Dans cette situation, impossible d’arriver à autre chose qu’à la tentation d’accuser l’autre camp d’être la cause du malheur. Le conflit israélo-palestinien ne raconte pas autre chose, en beaucoup plus terrible est-il nécessaire de le dire et je n’oserais pas comparer les situations ne serait-ce que par respect pour Issam et Elie, deux copains palestiniens avec qui je zoome et qui habitent la bande de Gaza. Ils suivent notre aventure comme on suivrait une série et, chaque nuit, ils me demandent de leur faire un point sur la situation des théâtres et du mouvement car ça leur change les idées et, surtout, ça les fait rigoler, ça leur fait beaucoup de bien d’entendre mes récits au milieu de leur malheur (surtout quand je leur dis que « nous aussi nous sommes occupés » ce qui déclenche chez eux une hilarité extraordinaire !).

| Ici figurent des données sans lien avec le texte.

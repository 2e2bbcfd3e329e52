use chrono::NaiveDate;

use crate::model::Section;

/// Characters of the description that feed the slug. Anything past this
/// prefix never changes the id.
const DESCRIPTION_PREFIX_CHARS: usize = 50;
const SLUG_WORDS: usize = 3;
const UNDATED: &str = "undated";

/// Deterministic document id: `<section initials>_<YYYYMMDD>[_<slug>]`.
///
/// `(Public Notice, 2023-07-15, "Amendment in Export Policy ...")`
/// yields `PN_20230715_amendment_in_export`.
pub fn identify(section: Section, date: Option<NaiveDate>, description: &str) -> String {
    let initials: String = section
        .name()
        .split_whitespace()
        .filter_map(|w| w.chars().next())
        .collect();

    let date_part = match date {
        Some(d) => d.format("%Y%m%d").to_string(),
        None => UNDATED.to_string(),
    };

    let prefix: String = description.chars().take(DESCRIPTION_PREFIX_CHARS).collect();
    let slug: String = prefix
        .split_whitespace()
        .take(SLUG_WORDS)
        .collect::<Vec<_>>()
        .join("_")
        .to_lowercase()
        .chars()
        .filter(|c| c.is_alphanumeric() || *c == '_')
        .collect();

    if slug.is_empty() {
        format!("{}_{}", initials, date_part)
    } else {
        format!("{}_{}_{}", initials, date_part, slug)
    }
}

// ── Tests ──
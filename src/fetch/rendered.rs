use std::path::PathBuf;
use std::time::Duration;

use async_trait::async_trait;
use chromiumoxide::browser::{Browser, BrowserConfig};
use futures::StreamExt;
use tracing::debug;

use super::{FetchedPage, PageSource};
use crate::error::FetchError;

/// Locate a Chromium/Chrome binary: `CHROME_PATH` first, then PATH.
pub fn find_chromium() -> Option<PathBuf> {
    if let Ok(p) = std::env::var("CHROME_PATH") {
        let path = PathBuf::from(p);
        if path.exists() {
            return Some(path);
        }
    }
    ["google-chrome", "chromium", "chromium-browser"]
        .iter()
        .find_map(|bin| which::which(bin).ok())
}

/// HTTP status of the main document, or 0 where the browser does not
/// expose one (data: URLs, older Chromium).
const NAV_STATUS_JS: &str = "(() => { const e = performance.getEntriesByType('navigation')[0]; \
     return e && e.responseStatus ? e.responseStatus : 0; })()";

/// Error pages render fine, so the status has to be checked explicitly.
fn check_status(status: u16, url: &str) -> Result<(), FetchError> {
    match status {
        0 | 200 => Ok(()),
        other => Err(FetchError::HttpStatus { status: other, url: url.to_string() }),
    }
}

/// Headless Chromium fetch for listing tables populated by script. A
/// browser is launched per call and torn down before returning.
pub struct RenderedSource {
    chrome: Option<PathBuf>,
    nav_timeout: Duration,
    settle: Duration,
}

impl RenderedSource {
    pub fn new(nav_timeout: Duration, settle: Duration) -> Self {
        Self { chrome: find_chromium(), nav_timeout, settle }
    }

    pub fn is_available(&self) -> bool {
        self.chrome.is_some()
    }

    async fn render(&self, browser: &Browser, url: &str) -> Result<FetchedPage, FetchError> {
        let page = browser.new_page("about:blank").await.map_err(browser_err)?;

        match tokio::time::timeout(self.nav_timeout, page.goto(url)).await {
            Ok(Ok(_)) => {}
            Ok(Err(e)) => return Err(FetchError::Browser(format!("navigation failed: {e}"))),
            Err(_) => return Err(FetchError::Timeout(self.nav_timeout)),
        }
        let _ = tokio::time::timeout(self.nav_timeout, page.wait_for_navigation()).await;

        let status: u16 = page
            .evaluate(NAV_STATUS_JS)
            .await
            .map_err(browser_err)?
            .into_value()
            .unwrap_or(0);
        check_status(status, url)?;

        // Tables are filled in by XHR after load.
        tokio::time::sleep(self.settle).await;

        let markup: String = page
            .evaluate("document.documentElement.outerHTML")
            .await
            .map_err(browser_err)?
            .into_value()
            .map_err(|e| FetchError::Browser(format!("failed to read page HTML: {e:?}")))?;

        let final_url = page.url().await.ok().flatten().unwrap_or_else(|| url.to_string());
        let _ = page.close().await;

        if markup.trim().is_empty() {
            return Err(FetchError::EmptyBody(final_url));
        }
        Ok(FetchedPage { url: final_url, markup, strategy: "rendered" })
    }
}

#[async_trait]
impl PageSource for RenderedSource {
    fn name(&self) -> &'static str {
        "rendered"
    }

    async fn fetch(&self, url: &str) -> Result<FetchedPage, FetchError> {
        let chrome = self
            .chrome
            .as_ref()
            .ok_or_else(|| FetchError::Browser("no Chromium binary found".into()))?;

        let config = BrowserConfig::builder()
            .chrome_executable(chrome)
            .arg("--headless=new")
            .arg("--disable-gpu")
            .arg("--no-sandbox")
            .arg("--disable-dev-shm-usage")
            .arg("--disable-extensions")
            .build()
            .map_err(|e| FetchError::Browser(format!("failed to build browser config: {e}")))?;

        let (mut browser, mut handler) = Browser::launch(config).await.map_err(browser_err)?;
        let events = tokio::spawn(async move {
            while let Some(event) = handler.next().await {
                let _ = event;
            }
        });

        debug!(url, "rendering listing page");
        let result = self.render(&browser, url).await;

        let _ = browser.close().await;
        events.abort();
        result
    }
}

fn browser_err(e: impl std::fmt::Display) -> FetchError {
    FetchError::Browser(e.to_string())
}

// ── Tests ──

Et avant-hier, racontant nos négociations entre occupants et directions, Elie a eu les larmes aux yeux (nous étions un peu éméchés) et m’a dit « Ha ya Wajoud ! C’est pour ça qu’on se bat depuis trois générations ! Pour que nous puissions un jour avoir vos problèmes ! ». Alors non, je n’oserais pas comparer, mais je ne peux pas m’empêcher d’y penser. Et penser que dans toutes les situations de conflit, petit ou grand, beau ou minable, le nerf de l’humiliation est toujours celui auquel on accorde le moins d’importance bien qu’il soit le plus douloureux. Et, en ce sens, les Yitzhak Rabin finissent toujours assassinés.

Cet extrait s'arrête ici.